_The problem_
Your task is to return the span of lines beginning at the one with "pub fn is_empty(&self)" and ending at the last line of the data, exactly as it stands.

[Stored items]
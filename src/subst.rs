use std::path::Path;

use crate::codec::{decode, detect_encoding};
use crate::error::Result;

/// User-defined memo rewrites, `literal-key=literal-value` per line.
#[derive(Debug, Clone, Default, PartialEq, Eq)]
pub struct SubstTable {
    pairs: Vec<(String, String)>,
}

impl SubstTable {
    pub fn read(path: &Path) -> Result<Self> {
        let bytes = std::fs::read(path)?;
        let encoding = detect_encoding(&bytes)?;
        Ok(Self::parse(&decode(&bytes, encoding, path)?))
    }

    pub fn parse(text: &str) -> Self {
        let mut table = Self::default();
        for line in text.lines() {
            let line = line.trim_start_matches('\u{FEFF}');
            if line.starts_with('#') {
                continue;
            }
            let Some((key, value)) = line.trim().split_once('=') else {
                continue;
            };
            if key.is_empty() {
                continue;
            }
            match table.pairs.iter_mut().find(|(k, _)| k == key) {
                Some(pair) => pair.1 = value.to_string(),
                None => table.pairs.push((key.to_string(), value.to_string())),
            }
        }
        table
    }

    pub fn len(&self) -> usize {
        self.pairs.len()
    }

    #[allow(dead_code)]
    pub fn is_empty(&self) -> bool {
        self.pairs.is_empty()
    }

    /// Apply every replacement in file order.
    pub fn apply(&self, memo: &str) -> String {
        self.pairs
            .iter()
            .fold(memo.to_string(), |acc, (k, v)| acc.replace(k.as_str(), v))
    }
}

_Exercise response_
    pub fn is_empty(&self) -> bool {
        self.pairs.is_empty()
    }

    /// Apply every replacement in file order.
    pub fn apply(&self, memo: &str) -> String {
        self.pairs
            .iter()
            .fold(memo.to_string(), |acc, (k, v)| acc.replace(k.as_str(), v))
    }
}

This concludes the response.